Another time to seek advice is on receipt of a review-summary statement after the study-section meeting. If an application’s score falls well outside the probable payline, a programme officer can tell investigators which criticisms carried the most weight during review and should therefore be given priority when the application is revised for resubmission. The programme officer can also offer guidance if an application’s score is close to what might be funded; paylines can shift for various reasons.
Ainsztein often advises investigators in this “doughnut hole” range to resubmit an application before funding decisions are made because, as experiments continue, they usually have updates. And a resubmission does not prevent the first attempt from being successful. “It is more work,” Ainsztein says, “But there are no guarantees until the award notice goes out.”
Programme officers ask that researchers be respectful of their time, however — waiting until three days before a deadline to seek help with a grant is ill-advised.
Ainsztein also encourages researchers to get involved in the review process itself. Young scientists, she says, should apply to the Early Career Reviewer programme at the NIH, which allows them to serve as grant reviewers in a limited capacity. Learning the process from the inside can be invaluable (see ‘Grant guidance’). Piccolo did this and says that the experience bolstered his confidence. After seeing other people’s proposals, he says, “I thought, ‘I can do this. If I put the effort in, I can be successful’.”
Grant guidance
Quick tips you’ve never heard
• Watch a video of a mock study-section discussion by the National Institutes of Health Center for Scientific Review.
• Do not name potential reviewers in your cover letter. This will immediately disqualify those people as having a potential conflict of interest.
• Do name names when requesting in your cover letter that a direct competitor should not review your grant application.
• Look for ‘funding opportunity announcements’ or ‘requests for applications’ that identify institutes’ specific research priorities. Often, success rates for these dedicated pools of funding are higher than for general review pools.
• Do not oversell medical significance or pop a disease name into your title, if your research is really fundamental in nature. It could send your application to the wrong institute or study section, significantly lowering your chances.
But optimism is not in vast supply these days. Dara Ghahremani, an addiction researcher at the University of California, Los Angeles, says he feels as if he is on a grant-writing treadmill and someone keeps turning up the speed. Ghahremani earned an R21 early in his associate research-faculty position, but has since failed in seven attempts to obtain R21s and other grants. He has resorted to applying as a co-investigator on other people’s grant applications to cover his salary. With his time spread thinly, he has not been able to publish his own work in a timely manner, making it harder to apply for independent funding.
And the treadmill doesn’t stop after that first R01 is secured.

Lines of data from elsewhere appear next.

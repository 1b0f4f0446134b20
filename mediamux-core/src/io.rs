//! Byte sink and source traits plus the standard adapters.

use std::cell::Cell;
use std::io::{self, Read, Seek, SeekFrom, Write};

/// Destination for muxed bytes.
///
/// Bytes leave a muxer strictly in file order, except for explicit
/// back-patches which are only attempted when [`is_seekable`] returns true.
/// A non-seekable sink is therefore sufficient for live output; the muxer
/// leaves legal "unknown size" placeholders in place of patched values.
///
/// [`is_seekable`]: ByteSink::is_seekable
pub trait ByteSink {
    /// Append `buf` at the current position.
    fn write(&mut self, buf: &[u8]) -> io::Result<()>;

    /// Current write position in bytes from the start of the stream.
    fn position(&self) -> u64;

    /// Reposition the sink for a back-patch write.
    ///
    /// Implementations that cannot seek must return an error and report
    /// `false` from [`ByteSink::is_seekable`]; callers check the capability
    /// first, so the error path is a misuse guard rather than a mode switch.
    fn seek(&mut self, pos: u64) -> io::Result<()>;

    /// Whether [`ByteSink::seek`] works on this sink.
    fn is_seekable(&self) -> bool;
}

/// How much of a source exists and how much of it can be read right now.
#[derive(Debug, Clone, Copy, PartialEq, Eq)]
pub struct SourceLength {
    /// Total stream length in bytes, if known.
    pub total: Option<u64>,
    /// Bytes resident and readable at this moment. Always `<= total`.
    pub available: u64,
}

/// Origin of demuxed bytes.
///
/// Reads are positioned and non-consuming: the same range may be read any
/// number of times, and reading does not advance any cursor. A source is
/// allowed to hold only a prefix of the stream; parsers consult
/// [`ByteSource::length`] before reading and surface "not enough bytes yet"
/// to their caller instead of blocking.
pub trait ByteSource {
    /// Fill `buf` from the bytes starting at `pos`.
    ///
    /// The requested range must lie within `length().available`; callers
    /// enforce this, so an out-of-range read is an error, not a retry signal.
    fn read_at(&self, pos: u64, buf: &mut [u8]) -> io::Result<()>;

    /// Report total and currently-available length.
    fn length(&self) -> SourceLength;
}

impl<S: ByteSource + ?Sized> ByteSource for &S {
    fn read_at(&self, pos: u64, buf: &mut [u8]) -> io::Result<()> {
        (**self).read_at(pos, buf)
    }

    fn length(&self) -> SourceLength {
        (**self).length()
    }
}

impl<S: ByteSink + ?Sized> ByteSink for &mut S {
    fn write(&mut self, buf: &[u8]) -> io::Result<()> {
        (**self).write(buf)
    }

    fn position(&self) -> u64 {
        (**self).position()
    }

    fn seek(&mut self, pos: u64) -> io::Result<()> {
        (**self).seek(pos)
    }

    fn is_seekable(&self) -> bool {
        (**self).is_seekable()
    }
}

fn unseekable() -> io::Error {
    io::Error::new(io::ErrorKind::Unsupported, "sink does not support seeking")
}

fn out_of_range(pos: u64, len: usize, available: u64) -> io::Error {
    io::Error::new(
        io::ErrorKind::UnexpectedEof,
        format!("read of {len} bytes at {pos} exceeds available {available}"),
    )
}

/// Growable in-memory sink, seekable. The workhorse for tests and for
/// callers that assemble a whole file in memory before shipping it.
#[derive(Debug, Default)]
pub struct MemoryWriter {
    buf: Vec<u8>,
    pos: usize,
}

impl MemoryWriter {
    pub fn new() -> Self {
        Self::default()
    }

    /// Consume the writer and return the assembled bytes.
    pub fn into_inner(self) -> Vec<u8> {
        self.buf
    }

    /// Bytes written so far.
    pub fn as_slice(&self) -> &[u8] {
        &self.buf
    }

    pub fn len(&self) -> usize {
        self.buf.len()
    }

    pub fn is_empty(&self) -> bool {
        self.buf.is_empty()
    }
}

impl ByteSink for MemoryWriter {
    fn write(&mut self, buf: &[u8]) -> io::Result<()> {
        let end = self.pos + buf.len();
        if end > self.buf.len() {
            self.buf.resize(end, 0);
        }
        self.buf[self.pos..end].copy_from_slice(buf);
        self.pos = end;
        Ok(())
    }

    fn position(&self) -> u64 {
        self.pos as u64
    }

    fn seek(&mut self, pos: u64) -> io::Result<()> {
        // Seeking past the end is allowed; the gap is zero-filled on write.
        self.pos = pos as usize;
        Ok(())
    }

    fn is_seekable(&self) -> bool {
        true
    }
}

/// Forward-only adapter over any `std::io::Write`. Reports itself as
/// non-seekable, which switches the muxer into live output.
#[derive(Debug)]
pub struct StreamWriter<W: Write> {
    inner: W,
    pos: u64,
}

impl<W: Write> StreamWriter<W> {
    pub fn new(inner: W) -> Self {
        Self { inner, pos: 0 }
    }

    pub fn into_inner(self) -> W {
        self.inner
    }
}

impl<W: Write> ByteSink for StreamWriter<W> {
    fn write(&mut self, buf: &[u8]) -> io::Result<()> {
        self.inner.write_all(buf)?;
        self.pos += buf.len() as u64;
        Ok(())
    }

    fn position(&self) -> u64 {
        self.pos
    }

    fn seek(&mut self, _pos: u64) -> io::Result<()> {
        Err(unseekable())
    }

    fn is_seekable(&self) -> bool {
        false
    }
}

/// Seekable adapter over any `std::io::Write + Seek` (files, `Cursor`).
#[derive(Debug)]
pub struct IoWriter<W: Write + Seek> {
    inner: W,
    pos: u64,
}

impl<W: Write + Seek> IoWriter<W> {
    pub fn new(mut inner: W) -> io::Result<Self> {
        let pos = inner.stream_position()?;
        Ok(Self { inner, pos })
    }

    pub fn into_inner(self) -> W {
        self.inner
    }
}

impl<W: Write + Seek> ByteSink for IoWriter<W> {
    fn write(&mut self, buf: &[u8]) -> io::Result<()> {
        self.inner.write_all(buf)?;
        self.pos += buf.len() as u64;
        Ok(())
    }

    fn position(&self) -> u64 {
        self.pos
    }

    fn seek(&mut self, pos: u64) -> io::Result<()> {
        self.inner.seek(SeekFrom::Start(pos))?;
        self.pos = pos;
        Ok(())
    }

    fn is_seekable(&self) -> bool {
        true
    }
}

/// Fully-resident source over a byte buffer.
#[derive(Debug, Clone)]
pub struct SliceSource<T: AsRef<[u8]>> {
    data: T,
}

impl<T: AsRef<[u8]>> SliceSource<T> {
    pub fn new(data: T) -> Self {
        Self { data }
    }

    pub fn into_inner(self) -> T {
        self.data
    }
}

impl<T: AsRef<[u8]>> ByteSource for SliceSource<T> {
    fn read_at(&self, pos: u64, buf: &mut [u8]) -> io::Result<()> {
        let data = self.data.as_ref();
        let pos = pos as usize;
        let end = pos + buf.len();
        if end > data.len() {
            return Err(out_of_range(pos as u64, buf.len(), data.len() as u64));
        }
        buf.copy_from_slice(&data[pos..end]);
        Ok(())
    }

    fn length(&self) -> SourceLength {
        let len = self.data.as_ref().len() as u64;
        SourceLength { total: Some(len), available: len }
    }
}

/// Source over a byte buffer with an adjustable availability horizon.
///
/// Models a stream arriving over time: the full length is known up front,
/// but only the first `available` bytes may be read. Feeding more bytes is
/// `set_available`; parsers poll [`ByteSource::length`] and retry.
#[derive(Debug)]
pub struct WindowSource<T: AsRef<[u8]>> {
    data: T,
    available: Cell<u64>,
}

impl<T: AsRef<[u8]>> WindowSource<T> {
    pub fn new(data: T) -> Self {
        Self { data, available: Cell::new(0) }
    }

    /// Raise (or lower, for tests) the availability horizon.
    pub fn set_available(&self, available: u64) {
        let len = self.data.as_ref().len() as u64;
        self.available.set(available.min(len));
    }

    pub fn available(&self) -> u64 {
        self.available.get()
    }
}

impl<T: AsRef<[u8]>> ByteSource for WindowSource<T> {
    fn read_at(&self, pos: u64, buf: &mut [u8]) -> io::Result<()> {
        let end = pos + buf.len() as u64;
        if end > self.available.get() {
            return Err(out_of_range(pos, buf.len(), self.available.get()));
        }
        let data = self.data.as_ref();
        buf.copy_from_slice(&data[pos as usize..end as usize]);
        Ok(())
    }

    fn length(&self) -> SourceLength {
        SourceLength {
            total: Some(self.data.as_ref().len() as u64),
            available: self.available.get(),
        }
    }
}

/// Positioned source over any `std::io::Read + Seek`, for callers that want
/// to demux straight from a `File` without mapping it.
#[derive(Debug)]
pub struct ReaderSource<R: Read + Seek> {
    inner: std::cell::RefCell<R>,
    len: u64,
}

impl<R: Read + Seek> ReaderSource<R> {
    pub fn new(mut inner: R) -> io::Result<Self> {
        let len = inner.seek(SeekFrom::End(0))?;
        Ok(Self { inner: std::cell::RefCell::new(inner), len })
    }
}

impl<R: Read + Seek> ByteSource for ReaderSource<R> {
    fn read_at(&self, pos: u64, buf: &mut [u8]) -> io::Result<()> {
        let mut inner = self.inner.borrow_mut();
        inner.seek(SeekFrom::Start(pos))?;
        inner.read_exact(buf)
    }

    fn length(&self) -> SourceLength {
        SourceLength { total: Some(self.len), available: self.len }
    }
}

Lorsch and his NIH colleagues are very much aware that renewing an R01 grant is also a daunting task. The success rate for first-time renewals has dropped dramatically over the past decade, from about 53% to 32%.
“We don’t want to bring a whole bunch of ESIs into the system if there’s not much for them downstream,” says Lorsch. He has some simple advice for those investigators who have earned their first R01: “Focus on the work you are doing for that grant.” That means ignoring the temptation to immediately try to win a second major grant, he says. The number one reason that investigators fail to renew a grant is that they have not shown enough productivity or progress, Lorsch says.
For the many young investigators whose first R01 attempts are triaged without being scored, Friedman-Hill offers encouragement: “Fifty per cent of the applications didn’t get discussed. They have good company.” Those applications come from a mix of new, experienced and very senior investigators, she says. “The difference is that experienced investigators will just keep trying.”